Department of Labor.

Pension & Welfare Benefit Programs.

OPINION 89-29 A

September 25, 1989

Re: Textile Workers Pension Fund, Identification No.: F-3813A

REQUESTBY:

Ronald E. Richman, Esq.

Chadbourne & Parke

1230 Avenue of the Americas

1st Floor

New York, NY 10112

OPINION:

This is in response to your letters requesting an advisory opinion regarding the application of sections 403, 404 and 406 of the Employee Retirement Income Security Act of 1974 (ERISA) to the proposed merger of three multiemployer pension plans.

You represent that the Textile Workers Pension Fund (the Fund) is the sponsor and administrator of four multiemployer pension plans; the National, New England, Mid Atlantic, and Philadelphia Pension Plans. n1 The National, New England and Mid Atlantic Plans (the Plans) are each independent legal entities. Each plan has its own tax identification number, plan benefits, summary plan description, actuarial valuation, and files its own Form 5500. The assets of each plan are used only to pay the benefits and expenses of such plan. n2

n1 The Philadelphia Plan will not participate in the merger.

n2 By letter dated May 17, 1989, you notified the Department that the contributing employers to the New England Plan have ceased contributing to the New England Plan and are now contributing to the National Plan.

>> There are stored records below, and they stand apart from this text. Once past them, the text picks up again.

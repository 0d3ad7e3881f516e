// threatpath-core/src/runtime/session.rs
// ============================================================================
// Module: Session Builder
// Description: Group enriched events into windowed behavioral sessions.
// Purpose: Derive deterministic sessions keyed by surrogate identity.
// Dependencies: crate::core, tracing
// ============================================================================

//! ## Overview
//! Sessionization derives a surrogate identity per event (first non-null of
//! user, source host, or `System`), sorts by (surrogate, timestamp), and
//! opens a new session whenever the gap from the predecessor exceeds the
//! window. Running the builder twice over the same events yields identical
//! sessions.

// ============================================================================
// SECTION: Imports
// ============================================================================

use tracing::debug;

use crate::core::EnrichedEvent;
use crate::core::Session;
use crate::core::SessionId;
use crate::core::Timestamp;

// ============================================================================
// SECTION: Constants
// ============================================================================

/// Default sessionization window in minutes.
pub const DEFAULT_SESSION_WINDOW_MINUTES: u64 = 60;

/// High-priority confidence boundary: any event above it flags the session.
const HIGH_CONFIDENCE_BOUNDARY: f64 = 0.8;

// ============================================================================
// SECTION: Session Builder
// ============================================================================

/// Groups enriched events into time-windowed sessions.
#[derive(Debug, Clone)]
pub struct SessionBuilder {
    /// Maximum inter-event gap within one session, in minutes.
    window_minutes: u64,
}

impl Default for SessionBuilder {
    fn default() -> Self {
        Self::new(DEFAULT_SESSION_WINDOW_MINUTES)
    }
}

impl SessionBuilder {
    /// Creates a builder with the provided window, in minutes.
    #[must_use]
    pub const fn new(window_minutes: u64) -> Self {
        Self {
            window_minutes,
        }
    }

    /// Builds sessions from a bag of events.
    ///
    /// Output is deterministic: sessions ordered by (surrogate, start
    /// time), events within each session ordered by timestamp.
    #[must_use]
    pub fn build(&self, events: Vec<EnrichedEvent>) -> Vec<Session> {
        if events.is_empty() {
            return Vec::new();
        }
        let mut keyed: Vec<(String, EnrichedEvent)> = events
            .into_iter()
            .map(|event| (event.surrogate_identity().to_string(), event))
            .collect();
        keyed.sort_by(|(left_key, left), (right_key, right)| {
            left_key
                .cmp(right_key)
                .then(left.timestamp.cmp(&right.timestamp))
                .then(left.event_id.cmp(&right.event_id))
        });

        let window_seconds = (self.window_minutes * 60) as f64;
        let mut sessions = Vec::new();
        let mut current: Vec<EnrichedEvent> = Vec::new();
        let mut current_surrogate = String::new();
        let mut ordinal = 0u32;

        for (surrogate, event) in keyed {
            let gap_exceeded = current.last().is_some_and(|last: &EnrichedEvent| {
                event.timestamp.seconds_since(last.timestamp) > window_seconds
            });
            if surrogate != current_surrogate {
                if !current.is_empty() {
                    sessions.push(seal_session(&current_surrogate, ordinal, std::mem::take(&mut current)));
                }
                current_surrogate = surrogate;
                ordinal = 1;
            } else if gap_exceeded {
                sessions.push(seal_session(&current_surrogate, ordinal, std::mem::take(&mut current)));
                ordinal += 1;
            }
            current.push(event);
        }
        if !current.is_empty() {
            sessions.push(seal_session(&current_surrogate, ordinal, current));
        }
        debug!(session_count = sessions.len(), "sessionization complete");
        sessions
    }
}

// ============================================================================
// SECTION: Helpers
// ============================================================================

/// Seals a run of events into a session.
fn seal_session(surrogate: &str, ordinal: u32, events: Vec<EnrichedEvent>) -> Session {
    let start_time = events.first().map_or_else(Timestamp::default, |event| event.timestamp);
    let end_time = events.last().map_or_else(Timestamp::default, |event| event.timestamp);

    let mut source_hosts: Vec<&str> = Vec::new();
    let mut high_confidence = false;
    for event in &events {
        if let Some(host) = event.source_host.as_deref() {
            if !source_hosts.contains(&host) {
                source_hosts.push(host);
            }
        }
        if event.confidence_score > HIGH_CONFIDENCE_BOUNDARY {
            high_confidence = true;
        }
    }

    let is_high_priority = source_hosts.len() > 1 || high_confidence;

    Session {
        session_id: SessionId::new(format!("{surrogate}_{ordinal}")),
        surrogate: surrogate.to_string(),
        start_time,
        end_time,
        events,
        is_high_priority,
    }
}

// ============================================================================
// SECTION: Tests
// ============================================================================

#[cfg(test)]
mod tests {
    #![allow(clippy::unwrap_used, reason = "Test-only panic-based assertions are permitted.")]

    use crate::core::EnrichedEvent;
    use crate::core::EventId;
    use crate::core::Timestamp;

    use super::SessionBuilder;

    fn event(id: &str, user: Option<&str>, host: Option<&str>, minute: i64, conf: f64) -> EnrichedEvent {
        EnrichedEvent {
            event_id: EventId::from(id),
            timestamp: Timestamp::from_unix_millis(minute * 60_000),
            user: user.map(ToString::to_string),
            source_host: host.map(ToString::to_string),
            target_host: None,
            event_type: "auth_failure".to_string(),
            protocol: None,
            mitre_technique: None,
            observed_cve_ids: Vec::new(),
            observed_cwe_ids: Vec::new(),
            confidence_score: conf,
            data_quality_score: 1.0,
            raw_text: None,
        }
    }

    #[test]
    fn splits_on_window_gap() {
        let events = vec![
            event("a", Some("alice"), Some("ws1"), 0, 0.2),
            event("b", Some("alice"), Some("ws1"), 30, 0.2),
            event("c", Some("alice"), Some("ws1"), 120, 0.2),
        ];
        let sessions = SessionBuilder::new(60).build(events);
        assert_eq!(sessions.len(), 2);
        assert_eq!(sessions[0].session_id.as_str(), "alice_1");
        assert_eq!(sessions[1].session_id.as_str(), "alice_2");
        assert_eq!(sessions[0].events.len(), 2);
        assert_eq!(sessions[1].events.len(), 1);
    }

    #[test]
    fn surrogate_falls_back_to_host_then_system() {
        let events = vec![
            event("a", None, Some("web01"), 0, 0.2),
            event("b", None, None, 0, 0.2),
        ];
        let sessions = SessionBuilder::default().build(events);
        let surrogates: Vec<&str> = sessions.iter().map(|s| s.surrogate.as_str()).collect();
        assert_eq!(surrogates, vec!["System", "web01"]);
    }

    #[test]
    fn priority_set_by_host_switch_or_confidence() {
        let switched = SessionBuilder::default().build(vec![
            event("a", Some("bob"), Some("ws1"), 0, 0.1),
            event("b", Some("bob"), Some("ws2"), 1, 0.1),
        ]);
        assert!(switched[0].is_high_priority);

        let confident = SessionBuilder::default().build(vec![
            event("a", Some("bob"), Some("ws1"), 0, 0.95),
        ]);
        assert!(confident[0].is_high_priority);

        let quiet = SessionBuilder::default().build(vec![
            event("a", Some("bob"), Some("ws1"), 0, 0.1),
        ]);
        assert!(!quiet[0].is_high_priority);
    }

    #[test]
    fn sessionization_is_idempotent() {
        let events = vec![
            event("a", Some("alice"), Some("ws1"), 0, 0.2),
            event("b", None, Some("web01"), 5, 0.9),
            event("c", Some("alice"), Some("ws1"), 200, 0.3),
        ];
        let first = SessionBuilder::default().build(events.clone());
        let second = SessionBuilder::default().build(events);
        assert_eq!(first, second);
    }
}
// threatpath-intel/src/lib.rs
// ============================================================================
// Module: ThreatPath Intel Library
// Description: SQLite-backed vulnerability catalog access.
// Purpose: Expose the read-only catalog implementation.
// Dependencies: crate::catalog
// ============================================================================

//! ## Overview
//! `threatpath-intel` implements the core [`threatpath_core::VulnCatalog`]
//! trait over a pre-indexed read-only `SQLite` catalog (CVE, CWE, KEV, and
//! the CVE-to-CWE junction). Engines consume it through the core
//! `VulnIntel` cache, which adds per-cycle memoization and zero-record
//! degradation.

// ============================================================================
// SECTION: Modules
// ============================================================================

pub mod catalog;

// ============================================================================
// SECTION: Re-Exports
// ============================================================================

pub use catalog::SqliteCatalogConfig;
pub use catalog::SqliteCatalogError;
pub use catalog::SqliteVulnCatalog;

You further represent that the Fund provides all administrative services for the Plans. Most of the Plans' assets are invested in a commingled trust and assets attributable to each plan are allocated to the plan in accordance with strict accounting principles. The Trustees of the Fund are trustees and fiduciaries of each of the multiemployer plans participating in the proposed merger. Some of the Fund's Trustees are stockholders and/or employees of contributing employers to the New England and Mid Atlantic Plans. The Fund's Trustees make all policy decisions for the Plans. The Fund Manager is responsible for the operation of the Plans on a day-to-day basis. In addition, the Amalgamated Clothing and Textile Workers Union (ACTWU) is the collective bargaining representative for all employees who participate in the Plans.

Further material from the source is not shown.